When the benefit design has soft UM or no utilization management protocols, such as mandatory generic enforcement, it allows drugmakers to bypass a tier 1 drug for a tier 2-4 drug or even worse a non-formulary drug, with eVouchers (see process flow diagram below). The two largest switch companies are RelayHealth and Change Healthcare. As Relay Health tells the story, its electronic voucher program is a Win-Win-Win solution:
- Doctors “set aside concerns over costs”
- “Patients benefit from lower copays” and “increased adherence”
- Manufacturers benefit from increased “scripts written”, “the likelihood patients will fill and adhere to them” and “increased brand loyalty”
But what about you, the health plan sponsor? You are conveniently left out of the equation even though you cover most of the cost. I teach in our CPBS Certification course how plan sponsors fund the entire USA prescription drug system but know the least about how it works. Simply put, it is your checkbook they are after. The budgetary impact of switch operators’ eVoucher programs to health plan sponsors is significant and growing with each passing day.
There are two ways to prevent the scenario above from happening:
- PBM inserts language into its contract with the switch company, preventing the action.
- Benefit design maximizes the drug utilization management toolkit including step therapy and mandatory generic enforcement programs.
Number two is sticky as many plan sponsors are hellbent on employees getting the drug they want without any scrutiny (i.e. step therapy). I don’t agree but it’s not my checkbook. The point is to make people happy through better outcomes not for the sake of avoiding the pain that comes with running an efficient health plan. In a sense, drugmakers, and non-fiduciary PBMs for that matter, are leveraging HR’s desire to keep employees “happy.”
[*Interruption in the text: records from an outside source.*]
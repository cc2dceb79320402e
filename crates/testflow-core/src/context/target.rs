//! Descriptores de tipo de contexto.
//!
//! En lugar de reflexión, la jerarquía de contextos customizables se modela
//! como una tabla de rutas: cada tipo es un camino estático de segmentos
//! desde la raíz `customizable`. La relación de prefijos da la
//! asignabilidad y la relación de subtipo que usa el comparador de markers.

/// Raíz de la jerarquía: todo tipo que acepta customización cuelga de aquí.
const CUSTOMIZABLE_ROOT: &str = "customizable";

/// Descriptor de un tipo de contexto dentro de la jerarquía.
#[derive(Debug, Clone, Copy, PartialEq, Eq, Hash)]
pub struct TargetType {
    path: &'static [&'static str],
}

impl TargetType {
    /// Construye un descriptor a partir de su camino completo de segmentos.
    pub const fn new(path: &'static [&'static str]) -> Self {
        Self { path }
    }

    /// Último segmento del camino (nombre corto del tipo).
    pub fn name(&self) -> &'static str {
        self.path.last().copied().unwrap_or("?")
    }

    /// `true` si el tipo pertenece a la jerarquía customizable.
    pub fn accepts_customization(&self) -> bool {
        self.path.first().copied() == Some(CUSTOMIZABLE_ROOT)
    }

    /// `true` si un valor de tipo `other` puede tratarse como `self`
    /// (`self` es `other` o un ancestro suyo).
    pub fn is_assignable_from(&self, other: &TargetType) -> bool {
        other.path.len() >= self.path.len() && other.path[..self.path.len()] == *self.path
    }

    /// `true` si `self` es un subtipo estricto de `other`.
    pub fn is_strict_subtype_of(&self, other: &TargetType) -> bool {
        self.path.len() > other.path.len() && other.is_assignable_from(self)
    }
}

/// Tipos de contexto que define el framework, de la raíz hacia abajo.
pub mod targets {
    use super::TargetType;

    /// Contexto base: acepta customización, nada más.
    pub const CUSTOMIZABLE: TargetType = TargetType::new(&["customizable"]);
    /// Contexto con slot de settings.
    pub const SETTINGS_DRIVEN: TargetType = TargetType::new(&["customizable", "settings"]);
    /// Contexto con manejo de sesiones.
    pub const SESSION_DRIVEN: TargetType = TargetType::new(&["customizable", "settings", "session"]);
    /// Contexto capaz de ejecutar steps.
    pub const STEP_DRIVEN: TargetType = TargetType::new(&["customizable", "settings", "session", "stepping"]);
    /// Contexto con browser y driver web.
    pub const WEB_DRIVEN: TargetType =
        TargetType::new(&["customizable", "settings", "session", "stepping", "webdriving"]);
}
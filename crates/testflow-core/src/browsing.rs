//! Selección de browser y sus markers.

use std::fmt;
use std::str::FromStr;

use serde::{Deserialize, Serialize};

use crate::constants::priorities;
use crate::context::{expect_context, targets, CustomTarget, TargetType, TestContext};
use crate::errors::CoreError;
use crate::marker::{Marker, MarkerKind};

/// Browsers soportados por el framework.
#[derive(Debug, Clone, Copy, PartialEq, Eq, Hash, Default, Serialize, Deserialize)]
pub enum Browser {
    #[default]
    Firefox,
    Chrome,
    Edge,
    InternetExplorer,
    Safari,
}

impl Browser {
    pub const ALL: [Browser; 5] =
        [Browser::Firefox, Browser::Chrome, Browser::Edge, Browser::InternetExplorer, Browser::Safari];
}

impl fmt::Display for Browser {
    fn fmt(&self, f: &mut fmt::Formatter<'_>) -> fmt::Result {
        let name = match self {
            Browser::Firefox => "firefox",
            Browser::Chrome => "chrome",
            Browser::Edge => "edge",
            Browser::InternetExplorer => "internet_explorer",
            Browser::Safari => "safari",
        };
        f.write_str(name)
    }
}

impl FromStr for Browser {
    type Err = CoreError;

    fn from_str(s: &str) -> Result<Self, Self::Err> {
        match s.to_ascii_lowercase().as_str() {
            "firefox" => Ok(Browser::Firefox),
            "chrome" => Ok(Browser::Chrome),
            "edge" => Ok(Browser::Edge),
            "ie" | "internet_explorer" => Ok(Browser::InternetExplorer),
            "safari" => Ok(Browser::Safari),
            other => Err(CoreError::UnknownBrowser(other.to_string())),
        }
    }
}

pub const DEFAULT_BROWSER_KIND: MarkerKind = MarkerKind("default_browser");
pub const FORBIDDEN_BROWSERS_KIND: MarkerKind = MarkerKind("forbidden_browsers");

/// Fija el browser por defecto del contexto.
#[derive(Debug, Clone)]
pub struct DefaultBrowser {
    pub browser: Browser,
}

impl DefaultBrowser {
    pub fn new(browser: Browser) -> Self {
        Self { browser }
    }
}

impl Marker for DefaultBrowser {
    fn kind(&self) -> MarkerKind {
        DEFAULT_BROWSER_KIND
    }

    fn target(&self) -> TargetType {
        targets::WEB_DRIVEN
    }

    fn priority(&self) -> u16 {
        priorities::DEFAULT_BROWSER
    }

    fn customize(&self, ctx: &mut dyn CustomTarget) -> Result<(), CoreError> {
        let ctx = expect_context::<TestContext>(ctx, self.kind())?;
        ctx.browser = self.browser;
        Ok(())
    }
}

/// Rechaza el browser ya elegido si pertenece a la lista prohibida.
///
/// Corre con prioridad 0 (al final), cuando los demás markers ya decidieron
/// el browser efectivo.
#[derive(Debug, Clone)]
pub struct ForbiddenBrowsers {
    browsers: Vec<Browser>,
}

impl ForbiddenBrowsers {
    pub fn new(browsers: impl Into<Vec<Browser>>) -> Self {
        Self { browsers: browsers.into() }
    }
}

impl Marker for ForbiddenBrowsers {
    fn kind(&self) -> MarkerKind {
        FORBIDDEN_BROWSERS_KIND
    }

    fn target(&self) -> TargetType {
        targets::WEB_DRIVEN
    }

    fn priority(&self) -> u16 {
        priorities::FORBIDDEN_BROWSERS
    }

    fn customize(&self, ctx: &mut dyn CustomTarget) -> Result<(), CoreError> {
        let ctx = expect_context::<TestContext>(ctx, self.kind())?;
        if Browser::ALL.iter().all(|b| self.browsers.contains(b)) {
            return Err(CoreError::NoAllowedBrowsers);
        }
        if self.browsers.contains(&ctx.browser) {
            return Err(CoreError::BrowserNotAllowed(ctx.browser.to_string()));
        }
        Ok(())
    }
}
//! Tests del engine de ordenamiento de markers.

use std::sync::Arc;

use testflow_core::context::{targets, CustomTarget, TargetType};
use testflow_core::errors::CoreError;
use testflow_core::marker::{order_markers, Marker, MarkerKind};

/// Marker inerte y configurable, suficiente para ejercitar el comparador.
struct RuleMarker {
    kind: MarkerKind,
    target: TargetType,
    priority: u16,
    group: Option<&'static str>,
}

impl RuleMarker {
    fn new(kind: &'static str, target: TargetType, priority: u16) -> Self {
        Self { kind: MarkerKind(kind),
               target,
               priority,
               group: None }
    }

    fn grouped(kind: &'static str, target: TargetType, priority: u16, group: &'static str) -> Self {
        Self { kind: MarkerKind(kind),
               target,
               priority,
               group: Some(group) }
    }
}

impl Marker for RuleMarker {
    fn kind(&self) -> MarkerKind {
        self.kind
    }

    fn target(&self) -> TargetType {
        self.target
    }

    fn priority(&self) -> u16 {
        self.priority
    }

    fn exclusivity_group(&self) -> Option<&str> {
        self.group
    }

    fn customize(&self, _ctx: &mut dyn CustomTarget) -> Result<(), CoreError> {
        Ok(())
    }
}

fn kinds(ordered: &[Arc<dyn Marker>]) -> Vec<&'static str> {
    ordered.iter().map(|m| m.kind().0).collect()
}

#[test]
fn nonzero_priorities_sort_ascending_and_zero_goes_last() {
    let declared: Vec<Arc<dyn Marker>> = vec![
        Arc::new(RuleMarker::new("last", targets::SETTINGS_DRIVEN, 0)),
        Arc::new(RuleMarker::new("second", targets::SETTINGS_DRIVEN, 5)),
        Arc::new(RuleMarker::new("first", targets::SETTINGS_DRIVEN, 1)),
    ];

    let ordered = order_markers(&declared, &targets::SETTINGS_DRIVEN).expect("order");
    assert_eq!(kinds(&ordered), vec!["first", "second", "last"]);
}

#[test]
fn ordering_is_deterministic_and_stable_for_ties() {
    let declared: Vec<Arc<dyn Marker>> = vec![
        Arc::new(RuleMarker::new("a", targets::SETTINGS_DRIVEN, 3)),
        Arc::new(RuleMarker::new("b", targets::SETTINGS_DRIVEN, 3)),
        Arc::new(RuleMarker::new("c", targets::SETTINGS_DRIVEN, 3)),
    ];

    for _ in 0..10 {
        let ordered = order_markers(&declared, &targets::SETTINGS_DRIVEN).expect("order");
        assert_eq!(kinds(&ordered), vec!["a", "b", "c"]);
    }
}

#[test]
fn more_specific_target_sorts_first_over_priority() {
    // El target más específico gana aunque su prioridad numérica sea mayor.
    let declared: Vec<Arc<dyn Marker>> = vec![
        Arc::new(RuleMarker::new("broad", targets::SETTINGS_DRIVEN, 1)),
        Arc::new(RuleMarker::new("narrow", targets::WEB_DRIVEN, 9)),
    ];

    let ordered = order_markers(&declared, &targets::WEB_DRIVEN).expect("order");
    assert_eq!(kinds(&ordered), vec!["narrow", "broad"]);
}

#[test]
fn markers_for_subtypes_of_the_context_are_filtered_out() {
    // Un marker que apunta a una capa más profunda que el contexto no aplica.
    let declared: Vec<Arc<dyn Marker>> = vec![
        Arc::new(RuleMarker::new("web_only", targets::WEB_DRIVEN, 1)),
        Arc::new(RuleMarker::new("settings", targets::SETTINGS_DRIVEN, 1)),
    ];

    let ordered = order_markers(&declared, &targets::SETTINGS_DRIVEN).expect("order");
    assert_eq!(kinds(&ordered), vec!["settings"]);
}

#[test]
fn exclusivity_group_keeps_only_the_last_declared() {
    let declared: Vec<Arc<dyn Marker>> = vec![
        Arc::new(RuleMarker::grouped("a", targets::SETTINGS_DRIVEN, 1, "fam")),
        Arc::new(RuleMarker::grouped("b", targets::SETTINGS_DRIVEN, 2, "fam")),
        Arc::new(RuleMarker::grouped("c", targets::SETTINGS_DRIVEN, 3, "fam")),
        Arc::new(RuleMarker::new("other", targets::SETTINGS_DRIVEN, 1)),
    ];

    let ordered = order_markers(&declared, &targets::SETTINGS_DRIVEN).expect("order");
    assert_eq!(kinds(&ordered), vec!["other", "c"]);
}

#[test]
fn foreign_marker_target_is_a_configuration_error() {
    let foreign = TargetType::new(&["external", "fixture"]);
    let declared: Vec<Arc<dyn Marker>> = vec![Arc::new(RuleMarker::new("alien", foreign, 1))];

    let err = order_markers(&declared, &targets::SETTINGS_DRIVEN).unwrap_err();
    assert!(matches!(err, CoreError::MarkerTargetNotCustomizable(_)));
}

#[test]
fn foreign_context_target_is_a_configuration_error() {
    let foreign = TargetType::new(&["external", "fixture"]);
    let err = order_markers(&[], &foreign).unwrap_err();
    assert!(matches!(err, CoreError::MarkerTargetNotCustomizable(_)));
}
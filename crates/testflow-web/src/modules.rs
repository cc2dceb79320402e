//! Módulos observadores de la capa web.

use std::sync::atomic::{AtomicU32, Ordering};
use std::sync::Arc;

use log::debug;

use testflow_core::errors::CoreError;
use testflow_core::step::{ModuleKind, Step, StepModule, StepState};

pub const NAVIGATION_LOG: ModuleKind = ModuleKind("navigation_log");
pub const COUNTER: ModuleKind = ModuleKind("counter");

/// Deja rastro en el log de cada step web que corre.
#[derive(Debug, Clone, Copy, Default)]
pub struct NavigationLogModule;

impl StepModule for NavigationLogModule {
    fn kind(&self) -> ModuleKind {
        NAVIGATION_LOG
    }

    fn before_execution(&mut self, step: &mut dyn Step) -> Result<(), CoreError> {
        debug!("step '{}' por ejecutar (desde {})", step.name(), step.meta().calling_method);
        Ok(())
    }

    fn after_execution(&mut self, step: &mut dyn Step, state: StepState) -> Result<(), CoreError> {
        debug!("step '{}' terminó en {state:?}", step.name());
        Ok(())
    }
}

/// Cuenta desenlaces de steps. Pensado para registrarse como reusable y
/// observarse desde afuera a través de los contadores compartidos.
#[derive(Debug, Clone, Default)]
pub struct CounterModule {
    executed: Arc<AtomicU32>,
    failed: Arc<AtomicU32>,
}

impl CounterModule {
    pub fn new() -> Self {
        Self::default()
    }

    pub fn executed_counter(&self) -> Arc<AtomicU32> {
        self.executed.clone()
    }

    pub fn failed_counter(&self) -> Arc<AtomicU32> {
        self.failed.clone()
    }
}

impl StepModule for CounterModule {
    fn kind(&self) -> ModuleKind {
        COUNTER
    }

    fn before_execution(&mut self, _step: &mut dyn Step) -> Result<(), CoreError> {
        Ok(())
    }

    fn after_execution(&mut self, _step: &mut dyn Step, state: StepState) -> Result<(), CoreError> {
        match state {
            StepState::Executed => {
                self.executed.fetch_add(1, Ordering::SeqCst);
            }
            StepState::Failed => {
                self.failed.fetch_add(1, Ordering::SeqCst);
            }
            StepState::Created => {}
        }
        Ok(())
    }
}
For TransparentRx the choice is simple, either you want an efficient pharmacy benefit program, or you don’t. If you [self-funded employers] don’t want an efficient pharmacy benefit program then expect to pay $1000 for a drug when a $100 drug would have provided similar healthcare outcomes, for example. eVouchers, especially when supported with direct-to-consumer TV ads for high-cost brand drugs and soft utilization management protocols, are an expensive proposition for health plan sponsors yet lucrative one for brand drugmakers.